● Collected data
· · · ·

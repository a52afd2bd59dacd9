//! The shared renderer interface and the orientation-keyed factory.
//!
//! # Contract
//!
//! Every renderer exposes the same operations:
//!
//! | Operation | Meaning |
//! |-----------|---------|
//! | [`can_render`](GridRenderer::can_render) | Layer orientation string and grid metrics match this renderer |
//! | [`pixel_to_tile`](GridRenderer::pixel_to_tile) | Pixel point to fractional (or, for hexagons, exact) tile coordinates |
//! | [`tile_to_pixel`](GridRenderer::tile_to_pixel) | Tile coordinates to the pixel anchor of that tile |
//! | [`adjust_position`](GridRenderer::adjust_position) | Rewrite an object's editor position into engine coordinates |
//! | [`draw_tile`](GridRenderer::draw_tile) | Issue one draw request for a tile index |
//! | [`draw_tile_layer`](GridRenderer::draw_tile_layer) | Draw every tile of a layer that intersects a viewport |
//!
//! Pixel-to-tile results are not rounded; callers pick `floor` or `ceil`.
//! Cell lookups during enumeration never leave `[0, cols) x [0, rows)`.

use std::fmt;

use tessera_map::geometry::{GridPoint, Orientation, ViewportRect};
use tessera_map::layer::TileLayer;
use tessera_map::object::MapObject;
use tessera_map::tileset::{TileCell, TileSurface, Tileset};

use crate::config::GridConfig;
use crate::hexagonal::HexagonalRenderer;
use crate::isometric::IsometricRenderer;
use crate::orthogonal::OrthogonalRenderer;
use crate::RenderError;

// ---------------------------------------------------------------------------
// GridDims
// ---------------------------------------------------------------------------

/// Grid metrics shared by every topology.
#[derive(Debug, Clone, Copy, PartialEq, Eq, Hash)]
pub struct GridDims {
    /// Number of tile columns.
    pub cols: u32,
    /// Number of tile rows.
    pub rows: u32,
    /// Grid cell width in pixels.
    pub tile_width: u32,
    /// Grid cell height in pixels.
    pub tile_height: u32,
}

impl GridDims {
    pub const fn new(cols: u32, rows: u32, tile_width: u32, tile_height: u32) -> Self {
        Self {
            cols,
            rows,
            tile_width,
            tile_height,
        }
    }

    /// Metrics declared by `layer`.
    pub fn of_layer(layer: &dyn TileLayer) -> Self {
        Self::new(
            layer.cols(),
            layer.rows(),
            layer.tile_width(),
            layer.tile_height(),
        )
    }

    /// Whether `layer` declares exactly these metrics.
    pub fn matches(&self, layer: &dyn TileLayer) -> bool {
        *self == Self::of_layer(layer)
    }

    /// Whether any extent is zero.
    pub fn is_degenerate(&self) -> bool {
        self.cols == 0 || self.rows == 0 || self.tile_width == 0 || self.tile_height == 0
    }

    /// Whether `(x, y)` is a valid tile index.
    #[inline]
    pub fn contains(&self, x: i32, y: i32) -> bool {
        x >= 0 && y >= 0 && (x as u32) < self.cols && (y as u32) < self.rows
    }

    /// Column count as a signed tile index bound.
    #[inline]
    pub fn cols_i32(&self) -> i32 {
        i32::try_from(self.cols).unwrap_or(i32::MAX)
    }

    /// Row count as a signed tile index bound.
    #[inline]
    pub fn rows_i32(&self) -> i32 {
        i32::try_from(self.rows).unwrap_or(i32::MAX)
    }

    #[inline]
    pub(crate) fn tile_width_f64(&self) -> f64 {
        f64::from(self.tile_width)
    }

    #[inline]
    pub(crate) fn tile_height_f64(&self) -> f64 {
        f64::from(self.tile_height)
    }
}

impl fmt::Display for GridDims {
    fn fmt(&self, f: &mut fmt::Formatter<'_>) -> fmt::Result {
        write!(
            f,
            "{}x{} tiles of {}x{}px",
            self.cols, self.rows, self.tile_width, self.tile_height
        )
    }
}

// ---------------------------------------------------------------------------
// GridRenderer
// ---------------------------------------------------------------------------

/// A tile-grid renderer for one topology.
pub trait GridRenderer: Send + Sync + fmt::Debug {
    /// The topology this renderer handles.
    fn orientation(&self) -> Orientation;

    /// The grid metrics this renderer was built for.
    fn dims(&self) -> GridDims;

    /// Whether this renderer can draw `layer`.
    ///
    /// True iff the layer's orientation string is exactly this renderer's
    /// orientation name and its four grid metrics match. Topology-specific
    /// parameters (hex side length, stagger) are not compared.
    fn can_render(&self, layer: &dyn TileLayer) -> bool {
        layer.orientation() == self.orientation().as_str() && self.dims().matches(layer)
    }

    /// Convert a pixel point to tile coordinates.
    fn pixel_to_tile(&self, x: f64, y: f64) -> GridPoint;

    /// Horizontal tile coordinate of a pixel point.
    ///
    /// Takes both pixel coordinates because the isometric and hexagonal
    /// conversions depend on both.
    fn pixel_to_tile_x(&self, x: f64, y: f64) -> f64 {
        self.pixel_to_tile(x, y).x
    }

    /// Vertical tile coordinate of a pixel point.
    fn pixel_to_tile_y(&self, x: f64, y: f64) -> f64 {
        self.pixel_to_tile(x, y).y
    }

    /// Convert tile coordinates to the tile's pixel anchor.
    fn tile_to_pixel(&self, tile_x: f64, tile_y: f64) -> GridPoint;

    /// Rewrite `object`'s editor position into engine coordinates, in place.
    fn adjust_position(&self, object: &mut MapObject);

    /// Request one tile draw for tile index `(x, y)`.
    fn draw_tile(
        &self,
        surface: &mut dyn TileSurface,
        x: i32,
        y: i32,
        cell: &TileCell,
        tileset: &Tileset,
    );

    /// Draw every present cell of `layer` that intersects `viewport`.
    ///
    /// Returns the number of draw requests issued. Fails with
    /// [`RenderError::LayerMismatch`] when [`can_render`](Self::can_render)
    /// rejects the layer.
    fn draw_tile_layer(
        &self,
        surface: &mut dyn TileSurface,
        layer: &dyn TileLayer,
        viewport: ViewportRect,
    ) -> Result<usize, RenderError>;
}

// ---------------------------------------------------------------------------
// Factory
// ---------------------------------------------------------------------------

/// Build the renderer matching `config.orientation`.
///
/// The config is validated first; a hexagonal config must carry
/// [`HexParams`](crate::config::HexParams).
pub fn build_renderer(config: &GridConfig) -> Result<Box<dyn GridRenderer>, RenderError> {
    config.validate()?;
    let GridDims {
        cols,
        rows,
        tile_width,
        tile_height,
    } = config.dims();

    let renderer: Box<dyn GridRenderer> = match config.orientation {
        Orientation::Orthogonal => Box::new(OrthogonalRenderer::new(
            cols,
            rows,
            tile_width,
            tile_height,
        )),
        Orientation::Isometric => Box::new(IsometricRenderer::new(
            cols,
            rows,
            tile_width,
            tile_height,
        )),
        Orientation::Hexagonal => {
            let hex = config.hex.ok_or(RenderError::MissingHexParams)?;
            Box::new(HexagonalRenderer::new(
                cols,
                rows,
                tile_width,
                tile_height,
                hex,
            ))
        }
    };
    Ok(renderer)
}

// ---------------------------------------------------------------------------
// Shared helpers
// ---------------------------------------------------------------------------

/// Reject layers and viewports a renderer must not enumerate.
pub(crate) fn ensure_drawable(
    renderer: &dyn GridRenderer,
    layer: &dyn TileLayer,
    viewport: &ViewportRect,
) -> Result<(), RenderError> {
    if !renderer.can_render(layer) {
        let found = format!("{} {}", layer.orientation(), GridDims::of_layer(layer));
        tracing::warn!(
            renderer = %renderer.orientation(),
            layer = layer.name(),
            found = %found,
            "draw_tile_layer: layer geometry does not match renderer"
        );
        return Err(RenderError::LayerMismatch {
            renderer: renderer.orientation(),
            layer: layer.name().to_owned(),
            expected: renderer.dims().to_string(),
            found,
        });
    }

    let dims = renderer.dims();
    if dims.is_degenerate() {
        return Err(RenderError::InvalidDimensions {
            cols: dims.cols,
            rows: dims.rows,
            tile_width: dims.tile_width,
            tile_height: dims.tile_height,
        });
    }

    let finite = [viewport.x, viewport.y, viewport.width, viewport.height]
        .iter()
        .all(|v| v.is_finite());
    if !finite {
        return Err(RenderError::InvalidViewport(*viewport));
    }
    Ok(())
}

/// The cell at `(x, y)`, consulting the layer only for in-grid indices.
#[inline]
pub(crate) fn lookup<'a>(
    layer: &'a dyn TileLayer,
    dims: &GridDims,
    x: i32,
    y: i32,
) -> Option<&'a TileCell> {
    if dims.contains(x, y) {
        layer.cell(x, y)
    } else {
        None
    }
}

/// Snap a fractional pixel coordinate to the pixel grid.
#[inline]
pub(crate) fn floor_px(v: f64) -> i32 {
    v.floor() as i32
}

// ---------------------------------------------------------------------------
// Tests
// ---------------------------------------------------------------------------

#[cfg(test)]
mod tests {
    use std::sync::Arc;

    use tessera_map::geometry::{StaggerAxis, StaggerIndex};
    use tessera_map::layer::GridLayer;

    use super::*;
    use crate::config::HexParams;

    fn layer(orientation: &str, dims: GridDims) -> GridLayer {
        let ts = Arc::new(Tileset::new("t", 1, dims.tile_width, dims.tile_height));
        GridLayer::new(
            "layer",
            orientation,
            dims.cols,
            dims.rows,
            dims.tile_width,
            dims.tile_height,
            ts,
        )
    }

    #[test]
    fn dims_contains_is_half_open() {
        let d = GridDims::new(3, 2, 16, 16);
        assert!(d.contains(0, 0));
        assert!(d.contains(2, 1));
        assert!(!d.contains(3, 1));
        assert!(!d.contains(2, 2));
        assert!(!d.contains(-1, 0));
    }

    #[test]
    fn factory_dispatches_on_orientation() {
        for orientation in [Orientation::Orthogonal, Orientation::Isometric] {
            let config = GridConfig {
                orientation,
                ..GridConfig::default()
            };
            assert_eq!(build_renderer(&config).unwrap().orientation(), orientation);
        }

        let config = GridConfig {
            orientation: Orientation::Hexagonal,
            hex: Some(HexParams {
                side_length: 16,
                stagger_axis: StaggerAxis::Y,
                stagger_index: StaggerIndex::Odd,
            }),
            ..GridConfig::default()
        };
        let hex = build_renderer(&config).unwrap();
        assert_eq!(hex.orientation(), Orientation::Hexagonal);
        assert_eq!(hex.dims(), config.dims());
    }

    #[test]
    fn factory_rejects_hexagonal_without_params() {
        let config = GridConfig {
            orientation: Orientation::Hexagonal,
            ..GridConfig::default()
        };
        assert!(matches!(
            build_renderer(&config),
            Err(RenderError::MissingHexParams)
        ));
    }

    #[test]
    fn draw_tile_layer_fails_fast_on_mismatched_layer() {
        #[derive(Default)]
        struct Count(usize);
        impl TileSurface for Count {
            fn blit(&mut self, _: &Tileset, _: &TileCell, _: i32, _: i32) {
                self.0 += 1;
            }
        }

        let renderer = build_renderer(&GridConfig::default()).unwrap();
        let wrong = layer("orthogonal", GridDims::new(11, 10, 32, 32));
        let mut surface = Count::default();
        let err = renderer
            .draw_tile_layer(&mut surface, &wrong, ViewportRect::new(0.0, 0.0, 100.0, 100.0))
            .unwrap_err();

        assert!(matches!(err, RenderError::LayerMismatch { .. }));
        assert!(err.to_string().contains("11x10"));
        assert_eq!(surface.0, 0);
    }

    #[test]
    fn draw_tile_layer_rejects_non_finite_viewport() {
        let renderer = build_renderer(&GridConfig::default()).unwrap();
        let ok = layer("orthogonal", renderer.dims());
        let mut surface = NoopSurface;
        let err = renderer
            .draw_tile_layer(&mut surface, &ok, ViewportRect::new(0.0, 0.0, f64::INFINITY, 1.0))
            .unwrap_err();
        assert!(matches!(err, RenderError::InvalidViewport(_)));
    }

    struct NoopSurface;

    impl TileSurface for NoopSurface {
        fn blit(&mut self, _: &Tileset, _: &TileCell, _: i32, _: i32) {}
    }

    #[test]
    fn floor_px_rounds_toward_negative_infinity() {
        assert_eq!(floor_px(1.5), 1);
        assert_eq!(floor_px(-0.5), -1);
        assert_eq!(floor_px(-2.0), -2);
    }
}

· · · ·

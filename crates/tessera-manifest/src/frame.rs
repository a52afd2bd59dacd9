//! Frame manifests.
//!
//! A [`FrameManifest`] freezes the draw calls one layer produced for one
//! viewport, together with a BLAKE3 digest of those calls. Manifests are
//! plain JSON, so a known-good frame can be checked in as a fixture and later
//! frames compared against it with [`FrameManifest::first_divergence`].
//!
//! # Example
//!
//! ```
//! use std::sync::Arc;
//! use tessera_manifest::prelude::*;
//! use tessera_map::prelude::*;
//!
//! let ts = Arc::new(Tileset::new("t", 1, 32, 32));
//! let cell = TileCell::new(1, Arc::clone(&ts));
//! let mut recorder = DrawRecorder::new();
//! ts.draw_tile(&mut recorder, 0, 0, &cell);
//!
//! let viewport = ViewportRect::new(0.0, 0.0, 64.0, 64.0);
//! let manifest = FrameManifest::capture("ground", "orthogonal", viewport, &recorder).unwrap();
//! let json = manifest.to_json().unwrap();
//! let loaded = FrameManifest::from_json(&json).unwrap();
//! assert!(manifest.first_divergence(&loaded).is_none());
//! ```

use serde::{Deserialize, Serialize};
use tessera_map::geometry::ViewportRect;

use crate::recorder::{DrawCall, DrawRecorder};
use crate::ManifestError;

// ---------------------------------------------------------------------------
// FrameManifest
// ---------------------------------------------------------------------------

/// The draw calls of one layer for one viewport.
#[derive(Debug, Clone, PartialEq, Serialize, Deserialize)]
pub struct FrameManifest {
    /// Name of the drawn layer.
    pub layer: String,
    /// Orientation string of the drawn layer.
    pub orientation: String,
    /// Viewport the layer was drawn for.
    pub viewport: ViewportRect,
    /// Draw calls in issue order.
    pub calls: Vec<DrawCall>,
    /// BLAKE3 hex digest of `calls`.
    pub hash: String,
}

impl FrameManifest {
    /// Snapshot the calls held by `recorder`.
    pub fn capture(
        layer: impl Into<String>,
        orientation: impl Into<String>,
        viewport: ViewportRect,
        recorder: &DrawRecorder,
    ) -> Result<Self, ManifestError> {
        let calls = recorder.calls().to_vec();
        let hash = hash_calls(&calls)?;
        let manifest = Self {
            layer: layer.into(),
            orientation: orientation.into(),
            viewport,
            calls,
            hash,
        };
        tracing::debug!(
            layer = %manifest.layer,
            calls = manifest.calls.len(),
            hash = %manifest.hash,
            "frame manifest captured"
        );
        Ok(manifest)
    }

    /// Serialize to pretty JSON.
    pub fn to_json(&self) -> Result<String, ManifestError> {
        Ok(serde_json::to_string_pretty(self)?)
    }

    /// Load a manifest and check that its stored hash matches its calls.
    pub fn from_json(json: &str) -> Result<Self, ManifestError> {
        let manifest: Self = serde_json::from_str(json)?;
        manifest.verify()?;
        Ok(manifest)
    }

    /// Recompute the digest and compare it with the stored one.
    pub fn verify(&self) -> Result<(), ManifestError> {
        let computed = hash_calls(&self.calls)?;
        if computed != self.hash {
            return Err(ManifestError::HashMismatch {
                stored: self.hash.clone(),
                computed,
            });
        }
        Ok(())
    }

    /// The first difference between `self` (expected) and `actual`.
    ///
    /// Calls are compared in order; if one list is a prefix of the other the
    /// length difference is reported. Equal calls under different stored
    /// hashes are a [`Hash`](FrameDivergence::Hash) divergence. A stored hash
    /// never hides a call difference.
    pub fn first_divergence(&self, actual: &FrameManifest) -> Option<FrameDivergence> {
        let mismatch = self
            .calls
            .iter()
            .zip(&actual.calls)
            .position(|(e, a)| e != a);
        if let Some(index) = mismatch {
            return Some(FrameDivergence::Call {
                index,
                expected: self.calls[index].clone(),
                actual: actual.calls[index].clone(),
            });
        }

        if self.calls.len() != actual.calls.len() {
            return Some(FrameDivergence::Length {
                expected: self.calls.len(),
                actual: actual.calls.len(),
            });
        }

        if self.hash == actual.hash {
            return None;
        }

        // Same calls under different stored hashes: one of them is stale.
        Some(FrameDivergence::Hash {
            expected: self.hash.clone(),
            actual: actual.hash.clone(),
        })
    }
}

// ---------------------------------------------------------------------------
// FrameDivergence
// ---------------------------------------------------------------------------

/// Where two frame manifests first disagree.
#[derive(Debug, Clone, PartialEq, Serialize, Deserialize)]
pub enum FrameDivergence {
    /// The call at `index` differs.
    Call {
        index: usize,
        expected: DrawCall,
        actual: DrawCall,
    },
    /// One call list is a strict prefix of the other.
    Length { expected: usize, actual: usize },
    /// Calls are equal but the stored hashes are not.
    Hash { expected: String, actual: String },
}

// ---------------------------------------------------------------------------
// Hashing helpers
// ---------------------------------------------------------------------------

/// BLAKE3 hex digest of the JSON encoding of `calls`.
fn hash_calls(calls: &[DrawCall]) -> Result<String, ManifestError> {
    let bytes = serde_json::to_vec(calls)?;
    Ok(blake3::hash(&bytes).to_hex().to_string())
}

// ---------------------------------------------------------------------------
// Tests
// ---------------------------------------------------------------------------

· · · ·

Restate word for word only the lines above from the line containing "Every renderer exposes" to the line containing "this renderer |", both of them included.

● Solution to this task
//! Every renderer exposes the same operations:
//!
//! | Operation | Meaning |
//! |-----------|---------|
//! | [`can_render`](GridRenderer::can_render) | Layer orientation string and grid metrics match this renderer |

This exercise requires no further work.